▶ **WHAT TO DO**:
The required output is every entry below, copied exactly.

▶ **EXERCISE INPUTS**:
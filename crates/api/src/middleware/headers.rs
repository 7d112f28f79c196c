//! WebDAV compliance header
//!
//! Clients sniff the `DAV:` header to decide which calendar features
//! to use; it goes on every successful response.

use axum::extract::Request;
use axum::http::{HeaderName, HeaderValue};
use axum::middleware::Next;
use axum::response::Response;

use crate::DAV_CLASSES;

pub async fn dav_capabilities(req: Request, next: Next) -> Response {
    let mut res = next.run(req).await;
    if res.status().is_success() || res.status().is_redirection() {
        res.headers_mut().insert(
            HeaderName::from_static("dav"),
            HeaderValue::from_static(DAV_CLASSES),
        );
    }
    res
}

▶ **ANSWER AREA**:
filename crates/api/src/middleware/headers.rs
repository 7d112f28f79c196c
//! WebDAV compliance header
//!
//! Clients sniff the `DAV:` header to decide which calendar features
//! to use; it goes on every successful response.

use axum::extract::Request;
use axum::http::{HeaderName, HeaderValue};
use axum::middleware::Next;
use axum::response::Response;

use crate::DAV_CLASSES;

pub async fn dav_capabilities(req: Request, next: Next) -> Response {
    let mut res = next.run(req).await;
    if res.status().is_success() || res.status().is_redirection() {
        res.headers_mut().insert(
            HeaderName::from_static("dav"),
            HeaderValue::from_static(DAV_CLASSES),
        );
    }
    res
}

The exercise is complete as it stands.